The next day, Chester Taylor, Mickey’s father and Seattle Slew’s self-appointed head of security, found the seat of a pair of pants.

Yes, Lance had a limited number of associates. But among his few great friends was the racehorse himself. As Chester told Red, “Sometimes we tie (Lance) to the stall and they touch noses.”

It’s a lovely detail in a life that proved, in the words of the song, that “It’s Not Where You Start But Where You Finish.” Seattle Slew had an untested pedigree and an undistinguished start that began on Feb. 15, 1974 at White Horse Acres Farm outside Lexington, where he was born to Bold Reasoning out of My Charmer. He was so ungainly – all head, eyes and legs – that he kept crashing into the stall as he tried to nurse. His initial reputation for being big and clumsy earned him the nickname Baby Huey, after the cartoon character. With his chances for greatness slim, the Taylors, novice horse owners, picked him up for a mere $17,500 and sent him to their horse-training friend Billy Turner, who was based at Belmont Park.

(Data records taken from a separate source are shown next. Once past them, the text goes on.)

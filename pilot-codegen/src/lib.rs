//! # pilot-codegen
//!
//! Plans and renders the files of an operator scaffold, and writes them.
//!
//! - [`plan`] lists the files a [`DerivedModel`](pilot_core::DerivedModel)
//!   produces, without rendering.
//! - [`generate`] renders every planned file, failing on the first error.
//! - [`write_files`] and [`diff_files`] are the caller side: hash-gated
//!   atomic writes honouring skip-if-exists, and unified diffs.
//! - [`deploy`] builds the Deployment manifest for the operator.

pub mod deploy;
pub mod diff;
pub mod error;
pub mod generate;
pub mod hash_store;
pub mod plan;
pub mod writer;

pub use deploy::{deployment, deployment_for, Deployment};
pub use diff::{diff_files, FileDiff};
pub use error::CodegenError;
pub use generate::{generate, GeneratedFile};
pub use plan::{plan, FileScope, PlannedFile, PROJECT_FILE_COUNT};
pub use writer::{write_files, WriteResult};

Racing experts will tell you that it’s no coincidence that the last three Triple Crown champs – Secretariat (1973), Seattle Slew (1977) and Affirmed (1978) – all boarded at Belmont, the last, longest and most challenging leg of the trifecta. But the high-spirited Seattle Slew also had certain qualities in common with shy Secretariat and laidback Affirmed that we should keep in mind as another Triple Crown season gets set to begin May 4 with the Kentucky Derby – speed, power and smarts, yes, but also endurance and above all, heart. The once clumsy foal, ridden by French jockey Jean Cruguet, blew away the competition to become the only horse to win the Triple Crown undefeated.

Seattle Slew met up with Affirmed twice in 1978, taking the first contest. (In the second, Exceller won, Seattle Slew placed and Affirmed finished out of the money when his saddle slipped.) Was Seattle Slew the greater champ?

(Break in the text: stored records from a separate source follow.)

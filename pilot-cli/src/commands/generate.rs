//! `pilot generate` — render and write the scaffold.

use anyhow::{Context, Result};
use clap::Args;
use colored::Colorize;

use pilot_codegen::{generate, write_files, WriteResult};

use super::project::ProjectArgs;

/// Arguments for `pilot generate`.
#[derive(Args, Debug)]
pub struct GenerateArgs {
    #[command(flatten)]
    pub project: ProjectArgs,

    /// Show what would be written without actually writing any files.
    #[arg(long)]
    pub dry_run: bool,
}

impl GenerateArgs {
    pub fn run(self) -> Result<()> {
        let session = self.project.session()?;
        let files = generate(&session.model, &session.renderer).context("generation failed")?;
        let results = write_files(
            &files,
            &session.out_root,
            session.model.module_root(),
            self.dry_run,
        )
        .with_context(|| format!("failed to write under '{}'", session.out_root.display()))?;

        print_results(session.model.module_root(), &results, self.dry_run);
        Ok(())
    }
}

fn print_results(module_root: &str, writes: &[WriteResult], dry_run: bool) {
    let prefix = if dry_run { "[dry-run] " } else { "" };
    let count = |pred: fn(&WriteResult) -> bool| writes.iter().filter(|r| pred(r)).count();
    let written = count(|r| matches!(r, WriteResult::Written { .. } | WriteResult::WouldWrite { .. }));
    let unchanged = count(|r| matches!(r, WriteResult::Unchanged { .. }));
    let skipped = count(|r| matches!(r, WriteResult::Skipped { .. }));

    if written == 0 {
        println!("{prefix}{} '{module_root}' — nothing to do", "✓".green());
    } else {
        println!(
            "{prefix}{} '{module_root}' generated ({written} written, {unchanged} unchanged, {skipped} kept)",
            "✓".green()
        );
    }

    for r in writes {
        match r {
            WriteResult::Written { path } => println!("  {}  {}", "✎".green(), path.display()),
            WriteResult::WouldWrite { path } => println!("  {}  {}", "~".yellow(), path.display()),
            WriteResult::Unchanged { path } => println!("  {}  {}", "·".bright_black(), path.display()),
            WriteResult::Skipped { path } => println!("  {}  {}", "=".cyan(), path.display()),
        }
    }
}
//! `pilot init [dir] --api-version <group/version> --kind <Kind> [--phase ...]`

use std::fmt;
use std::path::PathBuf;
use std::str::FromStr;

use anyhow::{bail, Context, Result};
use clap::Args;

use pilot_core::{loader, Kind, Phase, ProjectDescriptor};

/// File name `init` writes and other commands read by default.
const DESCRIPTOR_FILE: &str = "pilot.yaml";

/// Write a starter descriptor.
#[derive(Args, Debug)]
pub struct InitArgs {
    /// Directory to write pilot.yaml into.
    #[arg(default_value = ".")]
    pub dir: PathBuf,

    /// API group and version of the managed resource (e.g. apps.example.com/v1).
    #[arg(long)]
    pub api_version: String,

    /// Resource kind (e.g. Widget).
    #[arg(long)]
    pub kind: String,

    /// Service name; defaults to the last segment of the module root.
    #[arg(long)]
    pub operator_name: Option<String>,

    /// Phase as `name[:inputs[:outputs]]`, lists comma-separated
    /// (e.g. `build:spec:image`). Repeatable; order is kept.
    #[arg(long = "phase", short = 'p', value_name = "PHASE")]
    pub phases: Vec<PhaseArg>,
}

impl InitArgs {
    pub fn run(self) -> Result<()> {
        let descriptor = ProjectDescriptor {
            api_version: self.api_version,
            kind: Kind::from(self.kind),
            operator_name: self.operator_name,
            phases: self.phases.into_iter().map(|p| p.0).collect(),
        };
        loader::validate(&descriptor).context("invalid descriptor")?;

        let path = self.dir.join(DESCRIPTOR_FILE);
        if path.exists() {
            bail!("'{}' already exists; refusing to overwrite", path.display());
        }
        std::fs::create_dir_all(&self.dir)
            .with_context(|| format!("cannot create '{}'", self.dir.display()))?;

        let yaml = serde_yaml::to_string(&descriptor).context("failed to serialize descriptor")?;
        std::fs::write(&path, yaml)
            .with_context(|| format!("failed to write '{}'", path.display()))?;

        println!("✓ Wrote {}", path.display());
        println!(
            "  {} {} with {} phase(s)",
            descriptor.kind,
            descriptor.api_version,
            descriptor.phases.len()
        );
        Ok(())
    }
}

// ---------------------------------------------------------------------------
// PhaseArg
// ---------------------------------------------------------------------------

/// Thin wrapper so clap can parse a [`Phase`] from `name[:inputs[:outputs]]`.
#[derive(Debug, Clone)]
pub struct PhaseArg(pub Phase);

impl FromStr for PhaseArg {
    type Err = String;

    fn from_str(s: &str) -> std::result::Result<Self, Self::Err> {
        let mut parts = s.splitn(3, ':');
        let name = parts.next().unwrap_or("").trim();
        if name.is_empty() {
            return Err(format!("phase '{s}' has no name"));
        }
        let inputs = split_list(parts.next());
        let outputs = split_list(parts.next());
        Ok(Self(Phase::new(name, inputs, outputs)))
    }
}

impl fmt::Display for PhaseArg {
    fn fmt(&self, f: &mut fmt::Formatter<'_>) -> fmt::Result {
        write!(
            f,
            "{}:{}:{}",
            self.0.name,
            self.0.inputs.join(","),
            self.0.outputs.join(",")
        )
    }
}

fn split_list(list: Option<&str>) -> Vec<String> {
    list.unwrap_or("")
        .split(',')
        .map(str::trim)
        .filter(|item| !item.is_empty())
        .map(str::to_string)
        .collect()
}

In “Affirmed: The Last Triple Crown Winner” by former Snedens Landing resident Lou Sahadi (Thomas Dunne Books/St. Martin’s Press), Steve Cauthen, who rode Affirmed to his Triple Crown victories while still a teenager, said there was a big difference between a 3-year-old Affirmed and a mature 4-year-old Seattle Slew.

“It’s like asking a 10-year-old kid to run against a 20-year-old man.”

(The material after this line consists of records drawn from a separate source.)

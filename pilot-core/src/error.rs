//! Error types for pilot-core.

use std::path::PathBuf;

use thiserror::Error;

/// All errors that can arise while loading a project descriptor.
#[derive(Debug, Error)]
pub enum LoadError {
    /// The descriptor file could not be read.
    #[error("failed to read descriptor at {path}: {source}")]
    Io {
        path: PathBuf,
        #[source]
        source: std::io::Error,
    },

    /// The descriptor parsed (or failed to parse) into something unusable.
    #[error("malformed descriptor: {0}")]
    Malformed(#[from] MalformedDescriptor),

    /// The module root could not be determined.
    #[error(transparent)]
    Resolution(#[from] ResolutionError),
}

/// Structural or validation failure on the input descriptor.
#[derive(Debug, Error)]
pub enum MalformedDescriptor {
    /// YAML parse error — includes line/column context from serde_yaml.
    #[error("{0}")]
    Syntax(#[from] serde_yaml::Error),

    /// `apiVersion` is not of the form `<group>/<version>`.
    #[error("apiVersion '{value}' must be of the form <group>/<version>")]
    ApiVersion { value: String },

    #[error("kind must not be empty")]
    EmptyKind,

    /// The kind is used in Go type names and import paths.
    #[error("kind '{value}' must start with an ASCII letter followed by ASCII letters or digits")]
    InvalidKind { value: String },

    #[error("phase at position {index} has an empty name")]
    EmptyPhaseName { index: usize },

    #[error("phase '{name}' is declared more than once")]
    DuplicatePhase { name: String },

    /// The phase name has no characters usable in a package path.
    #[error("phase name '{name}' does not produce a valid package name")]
    InvalidPhaseName { name: String },

    /// Two distinct phase names share one worker package directory.
    #[error("phases '{first}' and '{second}' both map to worker package '{package}'")]
    PhasePackageCollision {
        first: String,
        second: String,
        package: String,
    },
}

/// Lookup failure against an external collaborator (module root or
/// template store).
#[derive(Debug, Error)]
pub enum ResolutionError {
    #[error("cannot resolve module root for {dir}: {reason}")]
    ModuleRoot { dir: PathBuf, reason: String },

    #[error("module root '{value}' is empty")]
    EmptyModuleRoot { value: String },

    #[error("template '{id}' not found")]
    TemplateNotFound { id: String },

    #[error("failed to read template '{id}' at {path}: {source}")]
    TemplateIo {
        id: String,
        path: PathBuf,
        #[source]
        source: std::io::Error,
    },
}
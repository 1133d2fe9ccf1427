//! Descriptor loading: parse → validate → resolve module root → derive.
//!
//! # API pattern
//!
//! - [`load`] / [`load_file`] run the whole pipeline.
//! - [`parse_descriptor`], [`validate`] and [`derive`] are exposed
//!   separately so callers (and tests) can drive each step on its own.
//!
//! Derivation is pure: the same descriptor and module root always produce
//! an identical [`DerivedModel`].

use std::collections::HashMap;
use std::path::{Path, PathBuf};

use crate::error::{LoadError, MalformedDescriptor, ResolutionError};
use crate::model::DerivedModel;
use crate::naming;
use crate::types::ProjectDescriptor;

// ---------------------------------------------------------------------------
// Module root resolution
// ---------------------------------------------------------------------------

/// Supplies the importable root path of the module being generated.
pub trait ModuleRootResolver {
    fn module_root(&self) -> Result<String, ResolutionError>;
}

/// A module root known up front (CLI `--module-root`, tests).
#[derive(Debug, Clone, PartialEq, Eq)]
pub struct StaticModuleRoot(pub String);

impl From<&str> for StaticModuleRoot {
    fn from(s: &str) -> Self {
        Self(s.to_owned())
    }
}

impl ModuleRootResolver for StaticModuleRoot {
    fn module_root(&self) -> Result<String, ResolutionError> {
        Ok(self.0.clone())
    }
}

// ---------------------------------------------------------------------------
// Pipeline steps
// ---------------------------------------------------------------------------

/// Parse raw YAML bytes into a [`ProjectDescriptor`]. No validation.
pub fn parse_descriptor(bytes: &[u8]) -> Result<ProjectDescriptor, MalformedDescriptor> {
    Ok(serde_yaml::from_slice(bytes)?)
}

/// Split `<group>/<version>`; both segments must be non-empty.
pub fn split_api_version(api_version: &str) -> Result<(&str, &str), MalformedDescriptor> {
    match api_version.split('/').collect::<Vec<_>>().as_slice() {
        [group, version] if !group.is_empty() && !version.is_empty() => Ok((group, version)),
        _ => Err(MalformedDescriptor::ApiVersion {
            value: api_version.to_string(),
        }),
    }
}

/// Check every structural invariant of a descriptor.
pub fn validate(descriptor: &ProjectDescriptor) -> Result<(), MalformedDescriptor> {
    split_api_version(&descriptor.api_version)?;

    let kind = &descriptor.kind.0;
    if kind.trim().is_empty() {
        return Err(MalformedDescriptor::EmptyKind);
    }
    if !is_go_identifier(kind) {
        return Err(MalformedDescriptor::InvalidKind { value: kind.clone() });
    }

    // worker package → first phase that claimed it
    let mut packages: HashMap<String, &str> = HashMap::new();
    for (index, phase) in descriptor.phases.iter().enumerate() {
        let name = &phase.name.0;
        if name.trim().is_empty() {
            return Err(MalformedDescriptor::EmptyPhaseName { index });
        }
        let package = phase.worker_package();
        if !is_go_identifier(&package) {
            return Err(MalformedDescriptor::InvalidPhaseName { name: name.clone() });
        }
        if let Some(first) = packages.get(&package) {
            if *first == name.as_str() {
                return Err(MalformedDescriptor::DuplicatePhase { name: name.clone() });
            }
            return Err(MalformedDescriptor::PhasePackageCollision {
                first: first.to_string(),
                second: name.clone(),
                package,
            });
        }
        packages.insert(package, name.as_str());
    }
    Ok(())
}

/// ASCII letter followed by ASCII letters or digits.
fn is_go_identifier(s: &str) -> bool {
    let mut chars = s.chars();
    matches!(chars.next(), Some(c) if c.is_ascii_alphabetic())
        && chars.all(|c| c.is_ascii_alphanumeric())
}

/// Compute the [`DerivedModel`] for a validated descriptor.
///
/// A module root that is empty once trailing `/` are removed is rejected.
pub fn derive(descriptor: ProjectDescriptor, module_root: &str) -> Result<DerivedModel, LoadError> {
    let (group, version) = split_api_version(&descriptor.api_version)?;
    let (group, version) = (group.to_string(), version.to_string());
    let trimmed = module_root.trim().trim_end_matches('/');
    if trimmed.is_empty() {
        return Err(ResolutionError::EmptyModuleRoot {
            value: module_root.to_string(),
        }
        .into());
    }
    let module_root = trimmed.to_string();

    let kind = &descriptor.kind.0;
    let types_import_path = format!(
        "{module_root}/pkg/apis/{}/{version}",
        naming::pluralize(kind).to_lowercase()
    );
    let scheduler_import_path = format!("{module_root}/pkg/scheduler");
    let config_import_path = format!("{module_root}/pkg/config");
    let kind_lower_camel = naming::lower_camel(kind);
    let operator_name = descriptor
        .operator_name
        .clone()
        .unwrap_or_else(|| default_operator_name(&module_root, kind));

    Ok(DerivedModel {
        project: descriptor,
        module_root,
        group,
        version,
        types_import_path,
        scheduler_import_path,
        config_import_path,
        kind_lower_camel,
        operator_name,
    })
}

fn default_operator_name(module_root: &str, kind: &str) -> String {
    match module_root.rsplit('/').next() {
        Some(last) if !last.is_empty() => last.to_string(),
        _ => format!("{}-operator", naming::kebab_case(kind)),
    }
}

// ---------------------------------------------------------------------------
// Whole pipeline
// ---------------------------------------------------------------------------

/// Load a descriptor from raw bytes.
///
/// Validation happens before the module root is resolved, so a malformed
/// descriptor never touches the resolver.
pub fn load(
    bytes: &[u8],
    resolver: &dyn ModuleRootResolver,
) -> Result<DerivedModel, LoadError> {
    let descriptor = parse_descriptor(bytes)?;
    validate(&descriptor)?;
    let module_root = resolver.module_root()?;
    derive(descriptor, &module_root)
}

/// Read `path` and [`load`] it.
pub fn load_file(
    path: &Path,
    resolver: &dyn ModuleRootResolver,
) -> Result<DerivedModel, LoadError> {
    let bytes = std::fs::read(path).map_err(|source| LoadError::Io {
        path: PathBuf::from(path),
        source,
    })?;
    load(&bytes, resolver)
}

// ---------------------------------------------------------------------------
// Unit tests
// ---------------------------------------------------------------------------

Now those arguments belong to history. Seattle Slew, who would outlive Secretariat and Affirmed, was put out to stud at Three Chimneys Farm in Kentucky, sired 102 stakes winners and died in his sleep at age 28 on May 7, 2002 – just a day after the silver anniversary of his Kentucky Derby win.

When he passed, jockey Angel Cordero, who was aboard him when he beat Affirmed in the Marlboro Cup Handicap, called him the Muhammad Ali of racehorses – “jumping, strutting and cocky, but good – the best horse I’ve ever been on.”

It’s nice to think that he and Lance are romping together in that great hereafter where dog has his day and horses roam free.